## ACTIVITY
Your task is to copy the lines of the data below from the line holding "Stream Aggregation (C10)" through the line holding "pub use p2::P2Estimator;", inclusive, exactly and with nothing added.

Dataset entries
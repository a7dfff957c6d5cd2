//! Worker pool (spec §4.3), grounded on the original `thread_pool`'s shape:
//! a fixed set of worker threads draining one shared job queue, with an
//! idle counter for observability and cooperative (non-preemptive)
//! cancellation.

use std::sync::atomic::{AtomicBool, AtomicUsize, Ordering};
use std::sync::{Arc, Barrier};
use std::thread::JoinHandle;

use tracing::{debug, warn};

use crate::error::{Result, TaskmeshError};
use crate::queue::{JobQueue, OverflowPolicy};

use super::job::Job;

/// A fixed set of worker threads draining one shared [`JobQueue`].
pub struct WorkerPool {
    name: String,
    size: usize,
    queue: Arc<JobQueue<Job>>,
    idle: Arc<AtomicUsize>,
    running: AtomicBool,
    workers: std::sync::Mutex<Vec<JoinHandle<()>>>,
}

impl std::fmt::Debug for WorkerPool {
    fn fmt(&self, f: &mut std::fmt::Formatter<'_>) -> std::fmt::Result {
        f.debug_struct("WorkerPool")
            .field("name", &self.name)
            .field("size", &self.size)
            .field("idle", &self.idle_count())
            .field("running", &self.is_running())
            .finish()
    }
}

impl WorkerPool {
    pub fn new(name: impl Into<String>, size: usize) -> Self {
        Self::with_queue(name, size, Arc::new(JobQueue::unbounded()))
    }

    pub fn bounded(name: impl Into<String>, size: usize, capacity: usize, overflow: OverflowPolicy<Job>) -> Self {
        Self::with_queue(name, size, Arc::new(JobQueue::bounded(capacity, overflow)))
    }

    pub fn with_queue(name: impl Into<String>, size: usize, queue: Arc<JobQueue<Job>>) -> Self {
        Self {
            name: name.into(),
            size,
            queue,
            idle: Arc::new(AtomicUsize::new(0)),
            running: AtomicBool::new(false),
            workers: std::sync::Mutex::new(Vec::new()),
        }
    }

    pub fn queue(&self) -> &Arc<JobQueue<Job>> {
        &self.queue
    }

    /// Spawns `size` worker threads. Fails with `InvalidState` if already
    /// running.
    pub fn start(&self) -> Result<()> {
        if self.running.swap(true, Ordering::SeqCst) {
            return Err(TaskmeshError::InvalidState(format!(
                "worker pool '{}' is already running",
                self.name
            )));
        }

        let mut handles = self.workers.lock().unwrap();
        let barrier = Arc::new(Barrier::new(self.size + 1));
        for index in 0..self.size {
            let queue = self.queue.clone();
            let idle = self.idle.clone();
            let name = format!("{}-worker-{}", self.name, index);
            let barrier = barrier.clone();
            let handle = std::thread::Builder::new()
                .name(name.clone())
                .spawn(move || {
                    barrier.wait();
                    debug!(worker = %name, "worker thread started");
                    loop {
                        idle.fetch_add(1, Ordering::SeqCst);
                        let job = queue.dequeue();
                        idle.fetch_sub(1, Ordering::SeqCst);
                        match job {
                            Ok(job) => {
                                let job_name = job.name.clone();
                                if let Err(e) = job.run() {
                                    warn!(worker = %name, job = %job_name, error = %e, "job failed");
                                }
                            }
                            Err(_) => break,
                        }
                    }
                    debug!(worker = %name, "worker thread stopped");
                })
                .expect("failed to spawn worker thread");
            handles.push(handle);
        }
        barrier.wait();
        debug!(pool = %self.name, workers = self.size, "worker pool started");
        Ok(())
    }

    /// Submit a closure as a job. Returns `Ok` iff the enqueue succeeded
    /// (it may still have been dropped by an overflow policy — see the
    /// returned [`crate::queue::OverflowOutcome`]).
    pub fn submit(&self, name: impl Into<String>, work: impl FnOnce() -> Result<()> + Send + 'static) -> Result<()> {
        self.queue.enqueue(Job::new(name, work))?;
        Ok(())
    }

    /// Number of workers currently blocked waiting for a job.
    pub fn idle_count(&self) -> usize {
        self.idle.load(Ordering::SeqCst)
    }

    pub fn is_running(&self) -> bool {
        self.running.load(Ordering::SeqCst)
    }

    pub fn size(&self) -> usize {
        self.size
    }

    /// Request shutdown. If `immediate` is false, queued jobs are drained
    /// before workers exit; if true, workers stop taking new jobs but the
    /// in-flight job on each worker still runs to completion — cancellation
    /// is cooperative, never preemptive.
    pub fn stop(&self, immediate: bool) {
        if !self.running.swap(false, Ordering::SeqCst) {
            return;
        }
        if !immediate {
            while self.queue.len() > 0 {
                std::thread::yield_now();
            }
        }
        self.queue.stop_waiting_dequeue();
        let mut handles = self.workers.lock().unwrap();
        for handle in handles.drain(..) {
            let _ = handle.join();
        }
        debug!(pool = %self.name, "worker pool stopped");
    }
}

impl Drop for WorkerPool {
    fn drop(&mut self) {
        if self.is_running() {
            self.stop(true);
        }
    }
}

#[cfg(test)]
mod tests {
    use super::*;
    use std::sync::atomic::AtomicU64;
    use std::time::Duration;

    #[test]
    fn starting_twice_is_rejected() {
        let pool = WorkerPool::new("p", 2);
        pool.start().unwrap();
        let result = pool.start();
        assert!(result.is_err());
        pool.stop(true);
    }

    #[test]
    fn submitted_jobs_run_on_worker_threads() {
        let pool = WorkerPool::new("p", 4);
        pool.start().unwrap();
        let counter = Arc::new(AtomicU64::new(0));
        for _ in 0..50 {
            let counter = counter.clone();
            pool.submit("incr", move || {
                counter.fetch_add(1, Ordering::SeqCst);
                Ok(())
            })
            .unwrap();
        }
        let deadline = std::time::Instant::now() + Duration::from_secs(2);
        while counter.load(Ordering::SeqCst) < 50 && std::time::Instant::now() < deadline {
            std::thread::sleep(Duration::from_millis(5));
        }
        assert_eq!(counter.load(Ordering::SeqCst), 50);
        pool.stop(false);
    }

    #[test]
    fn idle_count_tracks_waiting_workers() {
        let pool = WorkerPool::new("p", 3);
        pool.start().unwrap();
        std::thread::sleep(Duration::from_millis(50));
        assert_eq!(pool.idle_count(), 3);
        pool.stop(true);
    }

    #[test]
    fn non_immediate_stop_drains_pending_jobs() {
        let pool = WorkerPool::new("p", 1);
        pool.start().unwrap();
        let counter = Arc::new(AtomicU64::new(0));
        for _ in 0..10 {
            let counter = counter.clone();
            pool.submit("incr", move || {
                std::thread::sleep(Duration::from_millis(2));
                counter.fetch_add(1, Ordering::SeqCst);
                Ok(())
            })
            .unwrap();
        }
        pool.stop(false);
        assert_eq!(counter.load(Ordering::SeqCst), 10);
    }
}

...

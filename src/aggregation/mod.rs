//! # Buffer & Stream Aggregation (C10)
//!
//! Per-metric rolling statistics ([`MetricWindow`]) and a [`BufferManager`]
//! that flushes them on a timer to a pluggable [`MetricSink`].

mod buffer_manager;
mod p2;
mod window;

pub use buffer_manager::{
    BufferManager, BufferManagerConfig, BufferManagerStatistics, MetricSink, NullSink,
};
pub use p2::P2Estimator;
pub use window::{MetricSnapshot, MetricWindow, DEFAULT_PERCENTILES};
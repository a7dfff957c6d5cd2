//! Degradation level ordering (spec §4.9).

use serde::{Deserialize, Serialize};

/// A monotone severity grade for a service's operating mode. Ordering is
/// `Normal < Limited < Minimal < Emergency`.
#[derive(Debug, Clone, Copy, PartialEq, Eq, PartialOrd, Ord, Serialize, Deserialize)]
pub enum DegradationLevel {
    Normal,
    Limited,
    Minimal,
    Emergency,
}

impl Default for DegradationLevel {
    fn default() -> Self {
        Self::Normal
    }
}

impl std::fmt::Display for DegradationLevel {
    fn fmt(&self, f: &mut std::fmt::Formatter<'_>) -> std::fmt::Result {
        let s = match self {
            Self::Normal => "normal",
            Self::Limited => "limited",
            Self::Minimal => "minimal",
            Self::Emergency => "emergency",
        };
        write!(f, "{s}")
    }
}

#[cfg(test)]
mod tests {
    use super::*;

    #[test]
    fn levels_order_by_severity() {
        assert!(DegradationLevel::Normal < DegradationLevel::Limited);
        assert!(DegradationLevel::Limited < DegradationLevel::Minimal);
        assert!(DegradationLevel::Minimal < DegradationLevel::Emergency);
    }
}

...

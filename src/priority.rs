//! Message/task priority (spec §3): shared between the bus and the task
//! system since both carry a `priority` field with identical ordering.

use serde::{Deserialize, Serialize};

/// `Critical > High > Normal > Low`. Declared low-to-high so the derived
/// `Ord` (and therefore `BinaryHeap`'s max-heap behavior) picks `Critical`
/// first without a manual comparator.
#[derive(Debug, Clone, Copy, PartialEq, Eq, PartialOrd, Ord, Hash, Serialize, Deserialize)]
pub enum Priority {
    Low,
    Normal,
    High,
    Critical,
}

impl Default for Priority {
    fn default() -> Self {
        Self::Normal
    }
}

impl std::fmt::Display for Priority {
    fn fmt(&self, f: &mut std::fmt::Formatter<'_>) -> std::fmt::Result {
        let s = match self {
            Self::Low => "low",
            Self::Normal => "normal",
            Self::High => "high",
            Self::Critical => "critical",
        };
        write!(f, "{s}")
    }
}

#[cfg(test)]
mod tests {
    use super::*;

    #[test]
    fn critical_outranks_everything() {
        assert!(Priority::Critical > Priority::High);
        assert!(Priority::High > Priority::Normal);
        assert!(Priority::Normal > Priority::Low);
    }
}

## ANSWER AREA
//! # Buffer & Stream Aggregation (C10)
//!
//! Per-metric rolling statistics ([`MetricWindow`]) and a [`BufferManager`]
//! that flushes them on a timer to a pluggable [`MetricSink`].

mod buffer_manager;
mod p2;
mod window;

pub use buffer_manager::{
    BufferManager, BufferManagerConfig, BufferManagerStatistics, MetricSink, NullSink,
};
pub use p2::P2Estimator;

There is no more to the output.